• WHAT IS NEEDED
Scan the entries below. Report each line where the string "RecvError" occurs.

====== EXERCISE DATA

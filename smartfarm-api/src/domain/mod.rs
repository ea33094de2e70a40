//! Domain logic
//!
//! The deterministic formulas behind the recommendation and yield
//! forecast endpoints. Pure functions over static coefficient tables.

pub mod forecast;
pub mod recommend;
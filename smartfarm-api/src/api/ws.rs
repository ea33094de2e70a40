//! WebSocket telemetry endpoint
//!
//! Each client subscribes to the broadcast channel and receives every
//! event as a JSON text frame. Inbound frames are ignored apart from
//! close. A client that lags behind the channel buffer skips the
//! missed events and keeps receiving from the current position.

use crate::api::AppContext;
use axum::{
    extract::{
        ws::{Message, WebSocket, WebSocketUpgrade},
        Path, State,
    },
    response::IntoResponse,
};
use tokio::sync::broadcast::error::RecvError;
use tracing::{debug, info, warn};

/// GET /ws/:client_id
pub async fn websocket_handler(
    ws: WebSocketUpgrade,
    Path(client_id): Path<String>,
    State(ctx): State<AppContext>,
) -> impl IntoResponse {
    ws.on_upgrade(move |socket| handle_socket(socket, client_id, ctx))
}

async fn handle_socket(mut socket: WebSocket, client_id: String, ctx: AppContext) {
    let mut events = ctx.state.subscribe_events();
    info!("WebSocket client {} connected", client_id);

    loop {
        tokio::select! {
            event = events.recv() => {
                match event {
                    Ok(event) => {
                        let payload = match serde_json::to_string(&event) {
                            Ok(payload) => payload,
                            Err(e) => {
                                warn!("Failed to serialize {}: {}", event.event_type(), e);
                                continue;
                            }
                        };
                        if socket.send(Message::Text(payload)).await.is_err() {
                            break;
                        }
                    }
                    Err(RecvError::Lagged(skipped)) => {
                        warn!("WebSocket client {} lagged, skipped {} events", client_id, skipped);
                    }
                    Err(RecvError::Closed) => break,
                }
            }
            msg = socket.recv() => {
                match msg {
                    Some(Ok(Message::Close(_))) | None => break,
                    Some(Ok(other)) => {
                        debug!("Ignoring inbound frame from {}: {:?}", client_id, other);
                    }
                    Some(Err(_)) => break,
                }
            }
        }
    }

    info!("WebSocket client {} disconnected", client_id);
}
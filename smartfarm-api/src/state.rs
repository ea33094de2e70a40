//! Shared application state
//!
//! Thread-safe state shared between HTTP handlers, the WebSocket
//! broadcaster, and the background telemetry task.

use smartfarm_common::events::SmartfarmEvent;
use tokio::sync::broadcast;

/// Shared state accessible by all components
pub struct SharedState {
    /// Event broadcaster for WebSocket clients
    pub event_tx: broadcast::Sender<SmartfarmEvent>,
}

impl SharedState {
    /// Create new shared state with default values
    pub fn new() -> Self {
        let (event_tx, _) = broadcast::channel(100); // Buffer up to 100 events
        Self { event_tx }
    }

    /// Broadcast an event to all WebSocket listeners
    pub fn broadcast_event(&self, event: SmartfarmEvent) {
        // Ignore send errors (no receivers is OK)
        let _ = self.event_tx.send(event);
    }

    /// Subscribe to the event stream
    pub fn subscribe_events(&self) -> broadcast::Receiver<SmartfarmEvent> {
        self.event_tx.subscribe()
    }
}

impl Default for SharedState {
    fn default() -> Self {
        Self::new()
    }
}

#[cfg(test)]
mod tests {
    use super::*;

    #[tokio::test]
    async fn test_broadcast_reaches_subscriber() {
        let state = SharedState::new();
        let mut rx = state.subscribe_events();

        state.broadcast_event(SmartfarmEvent::TicketStatusChanged {
            ticket_id: uuid::Uuid::new_v4(),
            status: "closed".to_string(),
            timestamp: chrono::Utc::now(),
        });

        let event = rx.recv().await.unwrap();
        assert_eq!(event.event_type(), "TicketStatusChanged");
    }

    #[test]
    fn test_broadcast_without_subscribers_is_ok() {
        let state = SharedState::new();
        state.broadcast_event(SmartfarmEvent::SensorMetrics {
            temperature: 20.0,
            humidity: 50,
            soil_moisture: 40,
            light_intensity: 3000,
            timestamp: chrono::Utc::now(),
        });
    }
}
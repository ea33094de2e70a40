//! SmartFarm API service library
//!
//! Exposes the router and shared state so integration tests can drive
//! the full HTTP surface without binding a socket.

pub mod api;
pub mod db;
pub mod domain;
pub mod error;
pub mod state;
pub mod telemetry;

pub use error::{ApiError, Result};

============

• RESPONSE TO THIS TASK
use tokio::sync::broadcast::error::RecvError;
                    Err(RecvError::Lagged(skipped)) => {
                    Err(RecvError::Closed) => break,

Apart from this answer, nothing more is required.